TASK BRIEF — Pick each line containing "Permissive" out of the records.

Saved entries
=====

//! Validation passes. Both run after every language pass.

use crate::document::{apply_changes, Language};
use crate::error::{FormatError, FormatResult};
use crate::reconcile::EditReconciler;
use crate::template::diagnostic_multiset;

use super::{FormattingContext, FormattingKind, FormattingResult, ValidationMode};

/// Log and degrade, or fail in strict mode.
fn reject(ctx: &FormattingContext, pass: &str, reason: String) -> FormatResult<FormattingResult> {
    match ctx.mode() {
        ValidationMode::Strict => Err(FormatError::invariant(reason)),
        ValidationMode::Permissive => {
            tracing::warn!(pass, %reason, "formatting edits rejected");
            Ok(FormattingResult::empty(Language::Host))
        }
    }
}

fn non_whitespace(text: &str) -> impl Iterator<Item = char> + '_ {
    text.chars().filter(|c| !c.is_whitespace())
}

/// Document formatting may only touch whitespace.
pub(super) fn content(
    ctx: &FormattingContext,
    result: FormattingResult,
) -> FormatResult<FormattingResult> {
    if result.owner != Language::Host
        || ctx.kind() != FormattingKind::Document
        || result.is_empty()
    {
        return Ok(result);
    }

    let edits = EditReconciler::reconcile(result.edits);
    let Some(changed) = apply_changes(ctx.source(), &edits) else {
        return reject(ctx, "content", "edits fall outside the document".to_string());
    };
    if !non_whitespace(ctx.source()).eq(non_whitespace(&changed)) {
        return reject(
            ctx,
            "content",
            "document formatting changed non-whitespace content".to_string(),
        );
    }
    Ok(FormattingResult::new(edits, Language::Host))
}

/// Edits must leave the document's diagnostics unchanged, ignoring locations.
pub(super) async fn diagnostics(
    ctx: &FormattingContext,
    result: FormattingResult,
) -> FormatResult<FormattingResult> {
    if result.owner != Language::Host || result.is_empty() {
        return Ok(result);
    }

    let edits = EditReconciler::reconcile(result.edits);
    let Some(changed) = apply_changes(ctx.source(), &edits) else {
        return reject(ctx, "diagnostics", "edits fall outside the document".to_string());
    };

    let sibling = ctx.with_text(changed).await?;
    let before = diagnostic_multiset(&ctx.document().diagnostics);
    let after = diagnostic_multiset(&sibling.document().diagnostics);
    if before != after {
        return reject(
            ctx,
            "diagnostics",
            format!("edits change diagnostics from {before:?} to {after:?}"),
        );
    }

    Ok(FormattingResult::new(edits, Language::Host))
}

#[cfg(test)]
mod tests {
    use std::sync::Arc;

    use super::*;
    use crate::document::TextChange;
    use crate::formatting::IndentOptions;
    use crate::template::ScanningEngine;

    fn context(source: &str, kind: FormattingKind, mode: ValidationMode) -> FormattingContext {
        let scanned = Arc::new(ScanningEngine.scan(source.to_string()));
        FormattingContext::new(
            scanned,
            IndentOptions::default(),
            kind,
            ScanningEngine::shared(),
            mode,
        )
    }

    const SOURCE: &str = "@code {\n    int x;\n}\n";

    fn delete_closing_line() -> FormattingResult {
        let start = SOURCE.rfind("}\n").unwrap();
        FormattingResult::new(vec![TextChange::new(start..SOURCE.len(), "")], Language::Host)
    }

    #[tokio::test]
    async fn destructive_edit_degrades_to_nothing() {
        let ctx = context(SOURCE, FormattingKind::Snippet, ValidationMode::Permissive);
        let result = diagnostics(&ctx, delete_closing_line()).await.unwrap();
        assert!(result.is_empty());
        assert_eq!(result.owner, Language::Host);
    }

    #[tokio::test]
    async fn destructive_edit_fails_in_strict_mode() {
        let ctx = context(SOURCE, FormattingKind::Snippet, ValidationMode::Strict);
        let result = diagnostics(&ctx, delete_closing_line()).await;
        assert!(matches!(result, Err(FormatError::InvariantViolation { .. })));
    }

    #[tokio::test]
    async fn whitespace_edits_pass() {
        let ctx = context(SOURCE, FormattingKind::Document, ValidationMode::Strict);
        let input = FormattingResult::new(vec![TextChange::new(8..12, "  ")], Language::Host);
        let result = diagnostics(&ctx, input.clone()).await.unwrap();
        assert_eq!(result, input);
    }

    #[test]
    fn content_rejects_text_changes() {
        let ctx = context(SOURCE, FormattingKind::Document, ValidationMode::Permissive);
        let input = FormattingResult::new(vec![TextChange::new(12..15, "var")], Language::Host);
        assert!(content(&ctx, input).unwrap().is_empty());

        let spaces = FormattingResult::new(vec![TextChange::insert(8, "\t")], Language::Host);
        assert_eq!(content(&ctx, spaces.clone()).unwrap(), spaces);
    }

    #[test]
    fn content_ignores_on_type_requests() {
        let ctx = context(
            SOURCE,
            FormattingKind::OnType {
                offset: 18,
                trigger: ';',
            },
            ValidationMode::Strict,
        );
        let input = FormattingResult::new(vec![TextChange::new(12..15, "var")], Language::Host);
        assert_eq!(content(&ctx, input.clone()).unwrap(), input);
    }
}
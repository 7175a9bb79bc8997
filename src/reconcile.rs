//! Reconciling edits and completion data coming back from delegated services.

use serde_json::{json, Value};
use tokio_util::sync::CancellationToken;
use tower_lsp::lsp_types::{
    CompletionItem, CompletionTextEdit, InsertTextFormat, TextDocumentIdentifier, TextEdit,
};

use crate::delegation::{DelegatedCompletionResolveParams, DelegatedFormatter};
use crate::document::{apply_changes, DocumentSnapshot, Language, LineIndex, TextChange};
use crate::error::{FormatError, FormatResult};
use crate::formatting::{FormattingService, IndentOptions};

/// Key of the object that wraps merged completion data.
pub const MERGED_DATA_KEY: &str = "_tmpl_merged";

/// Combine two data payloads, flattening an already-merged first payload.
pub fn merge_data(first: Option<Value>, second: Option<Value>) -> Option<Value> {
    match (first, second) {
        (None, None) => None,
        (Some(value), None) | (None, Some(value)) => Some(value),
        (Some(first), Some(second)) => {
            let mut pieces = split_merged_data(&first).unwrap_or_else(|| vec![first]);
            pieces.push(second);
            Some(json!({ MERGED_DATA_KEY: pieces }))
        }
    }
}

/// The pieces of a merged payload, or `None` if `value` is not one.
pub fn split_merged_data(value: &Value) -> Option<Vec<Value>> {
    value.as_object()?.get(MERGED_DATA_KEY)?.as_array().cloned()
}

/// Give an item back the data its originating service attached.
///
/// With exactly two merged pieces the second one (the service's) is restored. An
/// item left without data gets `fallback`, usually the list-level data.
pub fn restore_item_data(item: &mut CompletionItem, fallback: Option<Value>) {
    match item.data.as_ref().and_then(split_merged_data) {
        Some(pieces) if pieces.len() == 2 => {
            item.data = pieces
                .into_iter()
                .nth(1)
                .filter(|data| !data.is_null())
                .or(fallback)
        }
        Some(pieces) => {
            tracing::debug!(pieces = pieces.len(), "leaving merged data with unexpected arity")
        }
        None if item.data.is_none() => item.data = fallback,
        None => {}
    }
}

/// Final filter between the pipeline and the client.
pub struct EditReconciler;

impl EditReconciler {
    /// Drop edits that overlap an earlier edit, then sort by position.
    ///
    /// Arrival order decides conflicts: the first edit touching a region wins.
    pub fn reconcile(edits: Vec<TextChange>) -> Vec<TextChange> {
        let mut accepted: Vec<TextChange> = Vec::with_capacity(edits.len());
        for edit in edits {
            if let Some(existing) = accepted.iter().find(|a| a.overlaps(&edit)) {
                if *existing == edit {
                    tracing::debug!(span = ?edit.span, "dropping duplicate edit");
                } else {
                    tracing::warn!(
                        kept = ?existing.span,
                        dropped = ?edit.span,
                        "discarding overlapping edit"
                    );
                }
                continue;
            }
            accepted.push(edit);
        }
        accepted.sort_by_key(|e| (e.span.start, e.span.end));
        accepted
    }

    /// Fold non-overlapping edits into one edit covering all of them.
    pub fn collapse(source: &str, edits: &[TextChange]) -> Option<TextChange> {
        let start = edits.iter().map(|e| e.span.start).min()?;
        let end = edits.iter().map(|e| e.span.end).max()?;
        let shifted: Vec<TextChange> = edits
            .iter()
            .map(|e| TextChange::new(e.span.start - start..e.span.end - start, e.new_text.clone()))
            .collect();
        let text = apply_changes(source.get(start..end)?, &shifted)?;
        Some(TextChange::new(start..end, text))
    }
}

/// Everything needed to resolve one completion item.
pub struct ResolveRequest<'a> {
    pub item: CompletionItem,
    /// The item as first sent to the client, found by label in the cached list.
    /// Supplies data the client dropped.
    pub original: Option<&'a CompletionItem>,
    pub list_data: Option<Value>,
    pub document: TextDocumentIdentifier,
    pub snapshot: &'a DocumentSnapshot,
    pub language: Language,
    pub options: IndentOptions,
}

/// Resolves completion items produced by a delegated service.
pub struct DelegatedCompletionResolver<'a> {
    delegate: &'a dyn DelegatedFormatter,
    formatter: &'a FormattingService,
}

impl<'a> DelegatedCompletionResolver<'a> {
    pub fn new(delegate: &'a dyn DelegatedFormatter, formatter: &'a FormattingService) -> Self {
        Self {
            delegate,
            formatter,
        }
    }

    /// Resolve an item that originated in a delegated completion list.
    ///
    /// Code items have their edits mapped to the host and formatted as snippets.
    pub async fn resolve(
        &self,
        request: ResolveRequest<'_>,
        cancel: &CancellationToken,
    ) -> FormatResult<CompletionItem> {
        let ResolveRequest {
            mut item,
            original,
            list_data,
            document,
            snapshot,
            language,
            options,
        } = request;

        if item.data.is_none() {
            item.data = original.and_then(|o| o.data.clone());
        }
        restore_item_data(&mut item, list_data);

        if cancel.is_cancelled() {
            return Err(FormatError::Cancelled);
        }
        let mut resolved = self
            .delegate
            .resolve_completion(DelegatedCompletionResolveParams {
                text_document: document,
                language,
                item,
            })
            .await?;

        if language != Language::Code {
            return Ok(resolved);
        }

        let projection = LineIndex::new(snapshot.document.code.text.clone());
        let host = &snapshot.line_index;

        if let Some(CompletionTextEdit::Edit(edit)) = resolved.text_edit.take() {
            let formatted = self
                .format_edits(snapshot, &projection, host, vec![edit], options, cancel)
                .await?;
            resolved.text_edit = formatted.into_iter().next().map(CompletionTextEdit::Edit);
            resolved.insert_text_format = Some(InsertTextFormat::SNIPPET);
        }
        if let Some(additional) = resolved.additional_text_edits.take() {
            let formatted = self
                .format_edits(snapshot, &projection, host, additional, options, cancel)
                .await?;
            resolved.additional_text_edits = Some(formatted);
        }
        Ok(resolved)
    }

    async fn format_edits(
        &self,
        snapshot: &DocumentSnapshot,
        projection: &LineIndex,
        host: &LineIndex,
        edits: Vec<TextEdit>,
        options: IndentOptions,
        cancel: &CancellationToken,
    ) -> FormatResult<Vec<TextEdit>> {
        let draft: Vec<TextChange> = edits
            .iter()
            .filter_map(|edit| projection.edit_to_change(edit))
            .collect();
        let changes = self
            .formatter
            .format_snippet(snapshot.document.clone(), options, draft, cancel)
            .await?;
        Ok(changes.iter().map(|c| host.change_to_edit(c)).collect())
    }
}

=====

ANSWER FOR THIS EXERCISE —
        ValidationMode::Permissive => {
        let ctx = context(SOURCE, FormattingKind::Snippet, ValidationMode::Permissive);
        let ctx = context(SOURCE, FormattingKind::Document, ValidationMode::Permissive);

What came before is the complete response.